Exercise aim: The line containing "input.push(self.day_of_week as f32);" marks the end: quote every line from the start of the records below through it, word for word.
◆ ◆ ◆
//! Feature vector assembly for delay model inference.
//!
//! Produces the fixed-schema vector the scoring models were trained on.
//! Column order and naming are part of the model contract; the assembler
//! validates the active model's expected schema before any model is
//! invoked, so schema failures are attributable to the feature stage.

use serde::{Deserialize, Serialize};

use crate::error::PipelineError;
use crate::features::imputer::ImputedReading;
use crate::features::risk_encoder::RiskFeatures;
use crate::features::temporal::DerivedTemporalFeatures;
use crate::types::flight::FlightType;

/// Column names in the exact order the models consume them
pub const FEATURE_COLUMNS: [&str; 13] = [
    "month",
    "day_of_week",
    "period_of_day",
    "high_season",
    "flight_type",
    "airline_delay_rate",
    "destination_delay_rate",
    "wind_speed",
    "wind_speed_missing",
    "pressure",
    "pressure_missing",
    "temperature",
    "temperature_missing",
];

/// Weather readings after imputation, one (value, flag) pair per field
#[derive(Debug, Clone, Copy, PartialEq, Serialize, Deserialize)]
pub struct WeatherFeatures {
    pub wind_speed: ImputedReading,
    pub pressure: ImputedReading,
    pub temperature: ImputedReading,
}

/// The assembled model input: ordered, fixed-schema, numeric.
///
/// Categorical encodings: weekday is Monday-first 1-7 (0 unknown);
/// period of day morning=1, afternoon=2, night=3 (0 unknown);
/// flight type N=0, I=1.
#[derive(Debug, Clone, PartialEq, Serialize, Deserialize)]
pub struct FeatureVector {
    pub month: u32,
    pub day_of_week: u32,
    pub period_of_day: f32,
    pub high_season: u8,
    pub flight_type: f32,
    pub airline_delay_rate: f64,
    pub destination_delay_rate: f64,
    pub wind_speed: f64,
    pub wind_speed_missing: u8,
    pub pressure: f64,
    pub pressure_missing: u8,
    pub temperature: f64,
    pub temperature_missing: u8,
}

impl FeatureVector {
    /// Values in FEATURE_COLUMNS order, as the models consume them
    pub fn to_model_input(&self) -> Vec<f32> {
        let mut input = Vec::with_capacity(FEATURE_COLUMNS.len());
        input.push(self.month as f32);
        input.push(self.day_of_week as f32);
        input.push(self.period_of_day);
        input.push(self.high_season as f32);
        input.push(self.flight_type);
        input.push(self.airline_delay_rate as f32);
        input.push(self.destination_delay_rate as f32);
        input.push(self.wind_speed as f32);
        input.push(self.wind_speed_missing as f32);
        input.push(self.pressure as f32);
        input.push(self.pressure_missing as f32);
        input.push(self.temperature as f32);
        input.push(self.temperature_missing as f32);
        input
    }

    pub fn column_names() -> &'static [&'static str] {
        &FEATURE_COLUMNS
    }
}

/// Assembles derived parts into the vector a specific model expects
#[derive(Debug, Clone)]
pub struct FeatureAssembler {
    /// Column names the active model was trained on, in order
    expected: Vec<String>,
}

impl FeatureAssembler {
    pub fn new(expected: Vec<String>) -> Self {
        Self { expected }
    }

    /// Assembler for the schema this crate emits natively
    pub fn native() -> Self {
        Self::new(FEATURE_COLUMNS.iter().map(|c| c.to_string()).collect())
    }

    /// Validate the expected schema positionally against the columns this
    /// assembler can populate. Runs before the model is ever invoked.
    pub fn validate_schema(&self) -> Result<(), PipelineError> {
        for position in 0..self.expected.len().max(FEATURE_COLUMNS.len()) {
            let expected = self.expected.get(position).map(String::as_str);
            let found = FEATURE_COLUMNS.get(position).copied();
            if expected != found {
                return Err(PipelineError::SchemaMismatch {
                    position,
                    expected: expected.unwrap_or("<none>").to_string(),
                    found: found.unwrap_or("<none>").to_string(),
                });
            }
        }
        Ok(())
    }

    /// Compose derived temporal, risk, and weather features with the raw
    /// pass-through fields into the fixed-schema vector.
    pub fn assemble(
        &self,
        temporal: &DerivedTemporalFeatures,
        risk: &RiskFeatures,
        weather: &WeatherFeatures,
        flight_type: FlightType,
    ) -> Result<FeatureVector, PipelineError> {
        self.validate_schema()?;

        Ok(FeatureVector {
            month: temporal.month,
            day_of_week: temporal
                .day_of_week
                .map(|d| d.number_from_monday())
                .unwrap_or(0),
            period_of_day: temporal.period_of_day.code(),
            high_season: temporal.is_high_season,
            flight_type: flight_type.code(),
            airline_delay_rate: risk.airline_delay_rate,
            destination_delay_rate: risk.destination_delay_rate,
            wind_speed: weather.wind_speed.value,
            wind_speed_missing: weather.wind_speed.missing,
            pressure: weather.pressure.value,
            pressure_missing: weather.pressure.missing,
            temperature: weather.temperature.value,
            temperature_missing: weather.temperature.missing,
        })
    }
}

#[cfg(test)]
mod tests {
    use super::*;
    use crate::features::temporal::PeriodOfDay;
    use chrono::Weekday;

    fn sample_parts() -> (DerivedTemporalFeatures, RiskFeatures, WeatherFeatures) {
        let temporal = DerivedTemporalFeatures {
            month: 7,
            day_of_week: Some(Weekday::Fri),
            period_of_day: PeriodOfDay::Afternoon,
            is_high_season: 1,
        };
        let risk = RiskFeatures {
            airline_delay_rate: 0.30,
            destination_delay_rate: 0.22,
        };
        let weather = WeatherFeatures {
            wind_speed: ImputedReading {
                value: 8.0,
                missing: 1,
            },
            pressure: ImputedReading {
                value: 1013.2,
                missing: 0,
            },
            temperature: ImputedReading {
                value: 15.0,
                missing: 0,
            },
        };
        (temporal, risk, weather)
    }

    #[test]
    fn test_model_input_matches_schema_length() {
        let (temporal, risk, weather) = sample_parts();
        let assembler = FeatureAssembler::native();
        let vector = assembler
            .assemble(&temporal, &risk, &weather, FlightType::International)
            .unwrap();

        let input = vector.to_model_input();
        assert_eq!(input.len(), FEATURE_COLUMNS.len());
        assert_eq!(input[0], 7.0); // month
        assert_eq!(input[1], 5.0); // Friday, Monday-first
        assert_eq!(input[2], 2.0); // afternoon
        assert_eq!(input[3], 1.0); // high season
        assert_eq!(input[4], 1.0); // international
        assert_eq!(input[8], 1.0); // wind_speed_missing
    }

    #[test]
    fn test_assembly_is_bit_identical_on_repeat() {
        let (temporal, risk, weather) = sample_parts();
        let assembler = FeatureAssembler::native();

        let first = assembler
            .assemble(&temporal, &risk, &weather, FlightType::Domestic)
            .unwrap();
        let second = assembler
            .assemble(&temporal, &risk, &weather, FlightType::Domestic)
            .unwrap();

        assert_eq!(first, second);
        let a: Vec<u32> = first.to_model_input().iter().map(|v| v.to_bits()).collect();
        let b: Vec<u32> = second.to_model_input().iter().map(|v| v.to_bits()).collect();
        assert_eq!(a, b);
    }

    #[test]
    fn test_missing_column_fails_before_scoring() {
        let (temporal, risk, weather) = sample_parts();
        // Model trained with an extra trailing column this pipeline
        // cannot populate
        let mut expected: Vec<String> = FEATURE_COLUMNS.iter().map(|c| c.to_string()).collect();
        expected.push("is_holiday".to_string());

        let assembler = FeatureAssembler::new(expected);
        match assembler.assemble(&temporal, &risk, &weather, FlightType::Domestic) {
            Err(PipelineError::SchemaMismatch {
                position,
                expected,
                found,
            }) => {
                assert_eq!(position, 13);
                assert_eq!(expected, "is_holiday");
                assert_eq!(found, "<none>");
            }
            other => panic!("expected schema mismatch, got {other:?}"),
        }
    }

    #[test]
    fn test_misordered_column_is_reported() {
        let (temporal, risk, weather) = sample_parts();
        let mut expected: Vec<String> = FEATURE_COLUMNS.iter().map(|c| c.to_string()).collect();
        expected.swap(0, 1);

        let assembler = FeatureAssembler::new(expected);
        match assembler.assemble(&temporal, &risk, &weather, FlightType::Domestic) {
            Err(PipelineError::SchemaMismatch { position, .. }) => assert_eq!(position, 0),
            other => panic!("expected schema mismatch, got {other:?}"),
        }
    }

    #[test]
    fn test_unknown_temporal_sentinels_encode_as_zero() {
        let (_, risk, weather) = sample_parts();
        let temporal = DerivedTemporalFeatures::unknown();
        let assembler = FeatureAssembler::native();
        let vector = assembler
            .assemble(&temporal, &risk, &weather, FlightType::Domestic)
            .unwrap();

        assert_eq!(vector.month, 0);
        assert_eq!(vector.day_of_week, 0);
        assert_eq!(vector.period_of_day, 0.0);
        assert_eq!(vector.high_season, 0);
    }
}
◆ ◆ ◆
Answer space:
//! Feature vector assembly for delay model inference.
//!
//! Produces the fixed-schema vector the scoring models were trained on.
//! Column order and naming are part of the model contract; the assembler
//! validates the active model's expected schema before any model is
//! invoked, so schema failures are attributable to the feature stage.

use serde::{Deserialize, Serialize};

use crate::error::PipelineError;
use crate::features::imputer::ImputedReading;
use crate::features::risk_encoder::RiskFeatures;
use crate::features::temporal::DerivedTemporalFeatures;
use crate::types::flight::FlightType;

/// Column names in the exact order the models consume them
pub const FEATURE_COLUMNS: [&str; 13] = [
    "month",
    "day_of_week",
    "period_of_day",
    "high_season",
    "flight_type",
    "airline_delay_rate",
    "destination_delay_rate",
    "wind_speed",
    "wind_speed_missing",
    "pressure",
    "pressure_missing",
    "temperature",
    "temperature_missing",
];

/// Weather readings after imputation, one (value, flag) pair per field
#[derive(Debug, Clone, Copy, PartialEq, Serialize, Deserialize)]
pub struct WeatherFeatures {
    pub wind_speed: ImputedReading,
    pub pressure: ImputedReading,
    pub temperature: ImputedReading,
}

/// The assembled model input: ordered, fixed-schema, numeric.
///
/// Categorical encodings: weekday is Monday-first 1-7 (0 unknown);
/// period of day morning=1, afternoon=2, night=3 (0 unknown);
/// flight type N=0, I=1.
#[derive(Debug, Clone, PartialEq, Serialize, Deserialize)]
pub struct FeatureVector {
    pub month: u32,
    pub day_of_week: u32,
    pub period_of_day: f32,
    pub high_season: u8,
    pub flight_type: f32,
    pub airline_delay_rate: f64,
    pub destination_delay_rate: f64,
    pub wind_speed: f64,
    pub wind_speed_missing: u8,
    pub pressure: f64,
    pub pressure_missing: u8,
    pub temperature: f64,
    pub temperature_missing: u8,
}

impl FeatureVector {
    /// Values in FEATURE_COLUMNS order, as the models consume them
    pub fn to_model_input(&self) -> Vec<f32> {
        let mut input = Vec::with_capacity(FEATURE_COLUMNS.len());
        input.push(self.month as f32);
        input.push(self.day_of_week as f32);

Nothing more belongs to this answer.